Saved entries
[Start of Attachment]

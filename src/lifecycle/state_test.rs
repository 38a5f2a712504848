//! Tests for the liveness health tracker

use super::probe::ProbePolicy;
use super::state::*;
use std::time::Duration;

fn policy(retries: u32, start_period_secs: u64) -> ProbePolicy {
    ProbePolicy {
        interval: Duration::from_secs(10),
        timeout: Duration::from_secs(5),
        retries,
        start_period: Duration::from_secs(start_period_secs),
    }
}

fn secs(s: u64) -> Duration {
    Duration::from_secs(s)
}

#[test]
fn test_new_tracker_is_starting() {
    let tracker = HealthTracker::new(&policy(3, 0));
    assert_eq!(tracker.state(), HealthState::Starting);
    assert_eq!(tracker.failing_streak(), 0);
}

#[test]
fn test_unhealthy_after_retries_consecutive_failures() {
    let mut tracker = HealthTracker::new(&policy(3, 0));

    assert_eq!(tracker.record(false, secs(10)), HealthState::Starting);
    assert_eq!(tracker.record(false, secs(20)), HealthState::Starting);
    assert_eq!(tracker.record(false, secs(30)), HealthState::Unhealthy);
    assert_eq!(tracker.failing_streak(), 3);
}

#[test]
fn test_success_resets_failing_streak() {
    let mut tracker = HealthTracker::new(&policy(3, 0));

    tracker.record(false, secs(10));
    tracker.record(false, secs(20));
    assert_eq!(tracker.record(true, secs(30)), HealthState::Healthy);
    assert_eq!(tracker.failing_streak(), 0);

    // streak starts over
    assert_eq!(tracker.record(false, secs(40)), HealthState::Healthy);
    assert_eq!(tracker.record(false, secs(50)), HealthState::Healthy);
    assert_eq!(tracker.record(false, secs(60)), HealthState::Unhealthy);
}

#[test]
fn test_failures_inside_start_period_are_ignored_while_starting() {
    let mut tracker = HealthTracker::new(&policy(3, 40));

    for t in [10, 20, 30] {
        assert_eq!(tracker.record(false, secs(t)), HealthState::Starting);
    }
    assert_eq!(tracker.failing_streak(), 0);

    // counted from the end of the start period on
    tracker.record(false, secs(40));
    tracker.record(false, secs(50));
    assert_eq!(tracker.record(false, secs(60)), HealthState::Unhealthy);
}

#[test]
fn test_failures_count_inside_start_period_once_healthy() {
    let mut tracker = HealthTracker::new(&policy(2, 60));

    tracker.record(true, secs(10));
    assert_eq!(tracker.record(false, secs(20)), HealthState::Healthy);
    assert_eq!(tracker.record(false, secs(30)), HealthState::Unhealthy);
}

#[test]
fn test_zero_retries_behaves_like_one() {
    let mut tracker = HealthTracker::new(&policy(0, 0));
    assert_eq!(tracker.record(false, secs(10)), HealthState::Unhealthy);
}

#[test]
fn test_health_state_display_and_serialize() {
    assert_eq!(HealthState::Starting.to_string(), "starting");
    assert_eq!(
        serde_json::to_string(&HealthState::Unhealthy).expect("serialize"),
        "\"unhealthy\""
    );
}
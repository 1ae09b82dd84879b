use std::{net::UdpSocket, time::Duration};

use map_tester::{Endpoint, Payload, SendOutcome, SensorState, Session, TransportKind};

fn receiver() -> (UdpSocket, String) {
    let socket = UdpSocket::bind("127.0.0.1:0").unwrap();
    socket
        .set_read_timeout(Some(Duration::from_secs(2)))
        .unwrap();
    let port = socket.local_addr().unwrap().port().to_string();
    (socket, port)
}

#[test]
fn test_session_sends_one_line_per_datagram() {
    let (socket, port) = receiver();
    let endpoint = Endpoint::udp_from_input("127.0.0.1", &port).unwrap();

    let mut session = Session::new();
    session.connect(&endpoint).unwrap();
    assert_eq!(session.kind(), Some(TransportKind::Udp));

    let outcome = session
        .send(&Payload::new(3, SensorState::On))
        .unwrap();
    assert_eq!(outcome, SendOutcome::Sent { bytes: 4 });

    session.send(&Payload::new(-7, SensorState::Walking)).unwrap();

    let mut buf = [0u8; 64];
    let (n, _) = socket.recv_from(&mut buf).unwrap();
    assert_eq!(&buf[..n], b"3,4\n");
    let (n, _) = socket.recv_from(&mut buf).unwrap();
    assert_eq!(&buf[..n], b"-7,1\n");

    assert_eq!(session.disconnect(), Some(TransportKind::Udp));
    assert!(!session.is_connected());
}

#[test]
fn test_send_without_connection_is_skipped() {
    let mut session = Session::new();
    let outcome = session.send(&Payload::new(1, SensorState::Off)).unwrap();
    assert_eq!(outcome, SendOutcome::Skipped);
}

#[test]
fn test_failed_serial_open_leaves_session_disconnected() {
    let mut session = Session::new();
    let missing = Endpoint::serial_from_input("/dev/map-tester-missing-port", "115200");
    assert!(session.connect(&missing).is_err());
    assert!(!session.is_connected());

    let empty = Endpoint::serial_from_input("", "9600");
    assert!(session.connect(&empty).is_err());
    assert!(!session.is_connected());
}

[End of Attachment]

Reproduce, exactly, all the lines shown above.

COMPLETED TASK →
filename src/lifecycle/state_test.rs
repository 38a5f2a712504848
//! Tests for the liveness health tracker

use super::probe::ProbePolicy;
use super::state::*;
use std::time::Duration;

fn policy(retries: u32, start_period_secs: u64) -> ProbePolicy {
    ProbePolicy {
        interval: Duration::from_secs(10),
        timeout: Duration::from_secs(5),
        retries,
        start_period: Duration::from_secs(start_period_secs),
    }
}

fn secs(s: u64) -> Duration {
    Duration::from_secs(s)
}

#[test]
fn test_new_tracker_is_starting() {
    let tracker = HealthTracker::new(&policy(3, 0));
    assert_eq!(tracker.state(), HealthState::Starting);
    assert_eq!(tracker.failing_streak(), 0);
}

#[test]
fn test_unhealthy_after_retries_consecutive_failures() {
    let mut tracker = HealthTracker::new(&policy(3, 0));

    assert_eq!(tracker.record(false, secs(10)), HealthState::Starting);
    assert_eq!(tracker.record(false, secs(20)), HealthState::Starting);
    assert_eq!(tracker.record(false, secs(30)), HealthState::Unhealthy);
    assert_eq!(tracker.failing_streak(), 3);
}

#[test]
fn test_success_resets_failing_streak() {
    let mut tracker = HealthTracker::new(&policy(3, 0));

    tracker.record(false, secs(10));
    tracker.record(false, secs(20));
    assert_eq!(tracker.record(true, secs(30)), HealthState::Healthy);
    assert_eq!(tracker.failing_streak(), 0);

    // streak starts over
    assert_eq!(tracker.record(false, secs(40)), HealthState::Healthy);
    assert_eq!(tracker.record(false, secs(50)), HealthState::Healthy);
    assert_eq!(tracker.record(false, secs(60)), HealthState::Unhealthy);
}

#[test]
fn test_failures_inside_start_period_are_ignored_while_starting() {
    let mut tracker = HealthTracker::new(&policy(3, 40));

    for t in [10, 20, 30] {
        assert_eq!(tracker.record(false, secs(t)), HealthState::Starting);
    }
    assert_eq!(tracker.failing_streak(), 0);

    // counted from the end of the start period on
    tracker.record(false, secs(40));
    tracker.record(false, secs(50));
    assert_eq!(tracker.record(false, secs(60)), HealthState::Unhealthy);
}

#[test]
fn test_failures_count_inside_start_period_once_healthy() {
    let mut tracker = HealthTracker::new(&policy(2, 60));

    tracker.record(true, secs(10));
    assert_eq!(tracker.record(false, secs(20)), HealthState::Healthy);
    assert_eq!(tracker.record(false, secs(30)), HealthState::Unhealthy);
}

#[test]
fn test_zero_retries_behaves_like_one() {
    let mut tracker = HealthTracker::new(&policy(0, 0));
    assert_eq!(tracker.record(false, secs(10)), HealthState::Unhealthy);
}

#[test]
fn test_health_state_display_and_serialize() {
    assert_eq!(HealthState::Starting.to_string(), "starting");
    assert_eq!(
        serde_json::to_string(&HealthState::Unhealthy).expect("serialize"),
        "\"unhealthy\""
    );
}
repository 1ae09b82dd84879b
use std::{net::UdpSocket, time::Duration};

use map_tester::{Endpoint, Payload, SendOutcome, SensorState, Session, TransportKind};

fn receiver() -> (UdpSocket, String) {
    let socket = UdpSocket::bind("127.0.0.1:0").unwrap();
    socket
        .set_read_timeout(Some(Duration::from_secs(2)))
        .unwrap();
    let port = socket.local_addr().unwrap().port().to_string();
    (socket, port)
}

#[test]
fn test_session_sends_one_line_per_datagram() {
    let (socket, port) = receiver();
    let endpoint = Endpoint::udp_from_input("127.0.0.1", &port).unwrap();

    let mut session = Session::new();
    session.connect(&endpoint).unwrap();
    assert_eq!(session.kind(), Some(TransportKind::Udp));

    let outcome = session
        .send(&Payload::new(3, SensorState::On))
        .unwrap();
    assert_eq!(outcome, SendOutcome::Sent { bytes: 4 });

    session.send(&Payload::new(-7, SensorState::Walking)).unwrap();

    let mut buf = [0u8; 64];
    let (n, _) = socket.recv_from(&mut buf).unwrap();
    assert_eq!(&buf[..n], b"3,4\n");
    let (n, _) = socket.recv_from(&mut buf).unwrap();
    assert_eq!(&buf[..n], b"-7,1\n");

    assert_eq!(session.disconnect(), Some(TransportKind::Udp));
    assert!(!session.is_connected());
}

#[test]
fn test_send_without_connection_is_skipped() {
    let mut session = Session::new();
    let outcome = session.send(&Payload::new(1, SensorState::Off)).unwrap();
    assert_eq!(outcome, SendOutcome::Skipped);
}

#[test]
fn test_failed_serial_open_leaves_session_disconnected() {
    let mut session = Session::new();
    let missing = Endpoint::serial_from_input("/dev/map-tester-missing-port", "115200");
    assert!(session.connect(&missing).is_err());
    assert!(!session.is_connected());

    let empty = Endpoint::serial_from_input("", "9600");
    assert!(session.connect(&empty).is_err());
    assert!(!session.is_connected());
}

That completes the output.